> _Work required_: Among the records that follow, find the line with "the headless implementation." and the line with "use std::thread::JoinHandle;". Set down those lines and all lines between them exactly, without adding anything.

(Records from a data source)
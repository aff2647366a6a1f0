use std::collections::VecDeque;

use crate::prelude::*;

impl Automaton {
    /// Returns all states that can be reached from `origin` by following transitions on symbols of
    /// the alphabet. Epsilon transitions are not followed.
    pub fn reachable_states_from(&self, origin: &str) -> StateSet {
        let mut seen = StateSet::from_iter([origin.to_string()]);
        let mut queue = VecDeque::from([origin.to_string()]);

        while let Some(q) = queue.pop_front() {
            for sym in self.alphabet().universe() {
                for p in self.successors(&q, sym) {
                    if seen.insert(p.clone()) {
                        queue.push_back(p.clone());
                    }
                }
            }
        }
        seen
    }

    /// Returns all states that can be reached from the initial state, see
    /// [`Automaton::reachable_states_from`].
    pub fn reachable_states(&self) -> StateSet {
        self.reachable_states_from(self.initial())
    }
}

#[cfg(test)]
mod tests {
    use crate::prelude::*;

    #[test]
    fn reachable_states() {
        let aut = AutomatonBuilder::default()
            .with_transitions([
                ("0", 'a', "1"),
                ("0", 'b', "0"),
                ("1", 'a', "2"),
                ("1", 'b', "0"),
                ("2", 'a', "2"),
                ("2", 'b', "2"),
                ("3", 'a', "2"),
            ])
            .with_final_states(["2"])
            .into_automaton("0");

        assert_eq!(aut.reachable_states().show(), "{0, 1, 2}");
        assert_eq!(aut.reachable_states_from("2").show(), "{2}");
        assert_eq!(aut.reachable_states_from("3").show(), "{2, 3}");
    }
}
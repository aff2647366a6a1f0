use crate::prelude::*;
use tracing::debug;

fn state_names(size: usize) -> Vec<String> {
    (0..size).map(|i| format!("q{i}")).collect()
}

/// Generates a random, possibly nondeterministic automaton with states `q0` to `q{size - 1}` over
/// the first `symbols` latin letters, where `q0` is initial. The algorithm is as follows:
/// 1. For every state `p`, symbol `a` and state `q`, add the transition `p -a-> q` with
///    probability `density`.
/// 2. For every pair of distinct states `p` and `q`, add the epsilon transition `p -> q` with
///    probability `epsilon_density`.
/// 3. Make every state final with probability `final_prob`.
///
/// Note that there may be unreachable states and states without any outgoing transition.
pub fn random_nfa(
    symbols: usize,
    size: usize,
    density: f64,
    epsilon_density: f64,
    final_prob: f64,
) -> Automaton {
    assert!(size > 0, "an automaton needs at least one state");
    let alphabet = CharAlphabet::of_size(symbols);
    let states = state_names(size);

    let mut transitions = vec![];
    for p in &states {
        for sym in alphabet.universe() {
            for q in &states {
                if fastrand::f64() < density {
                    transitions.push((p.clone(), Symbol::Char(sym), q.clone()));
                }
            }
        }
        for q in states.iter().filter(|q| *q != p) {
            if fastrand::f64() < epsilon_density {
                transitions.push((p.clone(), Symbol::Epsilon, q.clone()));
            }
        }
    }
    let finals = states
        .iter()
        .filter(|_| fastrand::f64() < final_prob)
        .cloned()
        .collect::<Vec<_>>();

    debug!(
        "drew random NFA with {size} states, {} transitions and {} final states",
        transitions.len(),
        finals.len()
    );
    AutomatonBuilder::default()
        .with_name("random NFA")
        .with_alphabet(&alphabet)
        .with_states(states)
        .with_transitions(transitions)
        .with_final_states(finals)
        .into_automaton("q0")
}

/// Generates a random complete deterministic automaton of size `size` by drawing, for every
/// state and each of the first `symbols` latin letters, a target state uniformly. Every state is
/// final with probability `final_prob` and `q0` is initial. Depending on the drawn transitions,
/// there may be unreachable states.
pub fn random_dfa(symbols: usize, size: usize, final_prob: f64) -> Automaton {
    assert!(size > 0, "an automaton needs at least one state");
    let alphabet = CharAlphabet::of_size(symbols);
    let states = state_names(size);

    let transitions = states
        .iter()
        .flat_map(|p| alphabet.universe().map(move |sym| (p.clone(), sym)))
        .map(|(p, sym)| (p, sym, format!("q{}", fastrand::usize(..size))))
        .collect::<Vec<_>>();
    let finals = states
        .iter()
        .filter(|_| fastrand::f64() < final_prob)
        .cloned()
        .collect::<Vec<_>>();

    AutomatonBuilder::default()
        .with_name("random DFA")
        .with_alphabet(&alphabet)
        .with_states(states)
        .with_transitions(transitions)
        .with_final_states(finals)
        .into_automaton("q0")
}

/// Generate a random `String` over the universe of the `alphabet`.
/// The length of the `String` is drawn uniformly from the range `min_len..=max_len`.
pub fn random_word(alphabet: &CharAlphabet, min_len: usize, max_len: usize) -> String {
    assert!(!alphabet.is_empty() || min_len == 0);
    let length = fastrand::usize(min_len..=max_len);
    (0..length)
        .map(|_| alphabet[fastrand::usize(..alphabet.size())])
        .collect()
}
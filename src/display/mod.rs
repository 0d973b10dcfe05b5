/// Cross-thread handoff to the graphics-context owner.
pub mod handoff;
/// Display surface contract and the headless implementation.
pub mod surface;
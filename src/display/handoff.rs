use crate::display::surface::DisplaySurface;
use crate::foundation::abort::AbortHandle;
use crate::foundation::error::{ViewerError, ViewerResult};
use crate::render::buffer::DisplayBuffer;
use std::sync::{Arc, Mutex, MutexGuard, mpsc};
use std::thread::JoinHandle;

/// Number of texture slots alternated between uploads.
pub const BUFFER_SLOTS: usize = 2;

/// What the context owner did with one handed-off frame.
#[derive(Clone, Copy, Debug, PartialEq, Eq)]
pub struct HandoffReport {
    /// Slot the frame was uploaded into, or `None` when abort was observed first.
    pub buffer_index: Option<usize>,
}

impl HandoffReport {
    pub fn uploaded(&self) -> bool {
        self.buffer_index.is_some()
    }
}

struct UploadTask {
    buffer: DisplayBuffer,
    abort: AbortHandle,
    reply: mpsc::SyncSender<HandoffReport>,
}

/// Hands finished tiles to the thread that owns the graphics context.
///
/// Asynchronous handoffs are queued to a dedicated owner thread and the caller blocks until that
/// thread answers. Synchronous handoffs run inline because caller and owner are the same thread.
/// At most one handoff is pending per instance.
pub struct DisplaySyncHandoff {
    surface: Arc<dyn DisplaySurface>,
    slot: Arc<Mutex<usize>>,
    pending: Mutex<()>,
    tx: Option<mpsc::Sender<UploadTask>>,
    owner: Option<JoinHandle<()>>,
}

impl DisplaySyncHandoff {
    /// Start the context-owner thread for `surface`.
    pub fn spawn(surface: Arc<dyn DisplaySurface>) -> ViewerResult<Self> {
        let slot = Arc::new(Mutex::new(0usize));
        let (tx, rx) = mpsc::channel::<UploadTask>();

        let owner_surface = Arc::clone(&surface);
        let owner_slot = Arc::clone(&slot);
        let owner = std::thread::Builder::new()
            .name("mipview-display".to_owned())
            .spawn(move || {
                while let Ok(task) = rx.recv() {
                    let UploadTask {
                        buffer,
                        abort,
                        reply,
                    } = task;
                    let report = present(owner_surface.as_ref(), &owner_slot, &buffer, &abort);
                    // Release the frame before the caller wakes so it can reclaim the allocation.
                    drop(buffer);
                    let _ = reply.send(report);
                }
            })
            .map_err(|e| ViewerError::Other(anyhow::anyhow!("spawn display owner thread: {e}")))?;

        Ok(Self {
            surface,
            slot,
            pending: Mutex::new(()),
            tx: Some(tx),
            owner: Some(owner),
        })
    }

    /// Slot the next upload will use.
    pub fn buffer_index(&self) -> usize {
        *lock(&self.slot)
    }

    /// Upload `buffer`, refresh the pixel probe and request a redraw, blocking until done.
    pub fn handoff(
        &self,
        buffer: DisplayBuffer,
        abort: &AbortHandle,
        synchronous: bool,
    ) -> ViewerResult<HandoffReport> {
        let _pending = lock(&self.pending);
        if synchronous {
            return Ok(present(self.surface.as_ref(), &self.slot, &buffer, abort));
        }

        let tx = self
            .tx
            .as_ref()
            .ok_or_else(|| ViewerError::Other(anyhow::anyhow!("display owner thread stopped")))?;
        let (reply, done) = mpsc::sync_channel(1);
        tx.send(UploadTask {
            buffer,
            abort: abort.clone(),
            reply,
        })
        .map_err(|_| ViewerError::Other(anyhow::anyhow!("display owner thread disconnected")))?;
        done.recv()
            .map_err(|_| ViewerError::Other(anyhow::anyhow!("display owner dropped the handoff")))
    }
}

impl Drop for DisplaySyncHandoff {
    fn drop(&mut self) {
        self.tx.take();
        if let Some(owner) = self.owner.take() {
            let _ = owner.join();
        }
    }
}

fn present(
    surface: &dyn DisplaySurface,
    slot: &Mutex<usize>,
    buffer: &DisplayBuffer,
    abort: &AbortHandle,
) -> HandoffReport {
    let mut idx = lock(slot);
    let buffer_index = if abort.is_aborted() {
        None
    } else {
        let bytes = buffer.bytes();
        surface.upload_region(bytes, bytes.len(), buffer.texture(), *idx);
        let used = *idx;
        *idx = (*idx + 1) % BUFFER_SLOTS;
        Some(used)
    };
    surface.refresh_pixel_probe();
    surface.request_redraw();
    HandoffReport { buffer_index }
}

fn lock<T>(m: &Mutex<T>) -> MutexGuard<'_, T> {
    m.lock().unwrap_or_else(|e| e.into_inner())
}

#[cfg(test)]
#[path = "../../tests/unit/display/handoff.rs"]
mod tests;
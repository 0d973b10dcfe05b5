use crate::color::lut::ColorSpace;
use crate::foundation::core::RectI;
use crate::render::buffer::{DisplayBuffer, TileBuffer};
use crate::render::pixel::DisplayChannels;
use crate::render::source::SourceImage;
use std::sync::{Arc, Mutex, MutexGuard};

/// Render parameters snapshotted once at the start of every render.
#[derive(Clone, Copy, Debug, PartialEq, serde::Serialize, serde::Deserialize)]
#[serde(default)]
pub struct RenderArgs {
    pub exposure: f64,
    pub color_space: ColorSpace,
    pub channels: DisplayChannels,
    /// User-defined sub-region; `Some` means the region is enabled.
    pub user_region: Option<RectI>,
}

impl Default for RenderArgs {
    fn default() -> Self {
        Self {
            exposure: 1.0,
            color_space: ColorSpace::Srgb,
            channels: DisplayChannels::Rgba,
            user_region: None,
        }
    }
}

/// Everything guarded by the render-arguments lock.
#[derive(Debug, Default)]
pub(crate) struct ArgsSlot {
    pub(crate) args: RenderArgs,
    /// Frame currently shown by the display.
    pub(crate) display: Option<DisplayBuffer>,
    /// Reclaimed allocation reused by the next uncached render.
    pub(crate) scratch: Option<TileBuffer>,
    pub(crate) last_rendered: Option<Arc<SourceImage>>,
}

impl ArgsSlot {
    /// Show `next`; the previous frame's allocation is kept for reuse when the viewer owned it.
    pub(crate) fn replace_display(&mut self, next: DisplayBuffer) {
        if let Some(prev) = self.display.replace(next)
            && let Some(buf) = prev.into_recyclable()
        {
            self.scratch = Some(buf);
        }
    }
}

/// Viewer-owned mutable state behind two independent locks.
///
/// Render parameters and buffers share one lock, held by a render while it converts pixels.
/// The force-refresh flag has its own lock so it can be raised from outside while a render is in
/// flight.
#[derive(Debug, Default)]
pub struct ViewerRenderState {
    args: Mutex<ArgsSlot>,
    force_refresh: Mutex<bool>,
}

impl ViewerRenderState {
    pub fn new(args: RenderArgs) -> Self {
        Self {
            args: Mutex::new(ArgsSlot {
                args,
                ..ArgsSlot::default()
            }),
            force_refresh: Mutex::new(false),
        }
    }

    pub fn snapshot(&self) -> RenderArgs {
        self.lock_args().args
    }

    pub fn set_exposure(&self, exposure: f64) {
        self.lock_args().args.exposure = exposure;
    }

    pub fn set_color_space(&self, space: ColorSpace) {
        self.lock_args().args.color_space = space;
    }

    pub fn set_channels(&self, channels: DisplayChannels) {
        self.lock_args().args.channels = channels;
    }

    pub fn set_user_region(&self, region: Option<RectI>) {
        self.lock_args().args.user_region = region;
    }

    /// Raise the force-refresh flag for the next render.
    pub fn request_force_refresh(&self) {
        *self.lock_flag() = true;
    }

    /// Read and clear the force-refresh flag in one step.
    pub fn take_force_refresh(&self) -> bool {
        std::mem::take(&mut *self.lock_flag())
    }

    /// Source image of the last successful upstream render.
    pub fn last_rendered(&self) -> Option<Arc<SourceImage>> {
        self.lock_args().last_rendered.clone()
    }

    /// Frame currently shown.
    pub fn display_buffer(&self) -> Option<DisplayBuffer> {
        self.lock_args().display.clone()
    }

    pub(crate) fn lock_args(&self) -> MutexGuard<'_, ArgsSlot> {
        self.args.lock().unwrap_or_else(|e| e.into_inner())
    }

    fn lock_flag(&self) -> MutexGuard<'_, bool> {
        self.force_refresh.lock().unwrap_or_else(|e| e.into_inner())
    }
}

> _Exercise answer_:
/// Display surface contract and the headless implementation.
pub mod surface;
filename src/display/handoff.rs
use crate::display::surface::DisplaySurface;
use crate::foundation::abort::AbortHandle;
use crate::foundation::error::{ViewerError, ViewerResult};
use crate::render::buffer::DisplayBuffer;
use std::sync::{Arc, Mutex, MutexGuard, mpsc};
use std::thread::JoinHandle;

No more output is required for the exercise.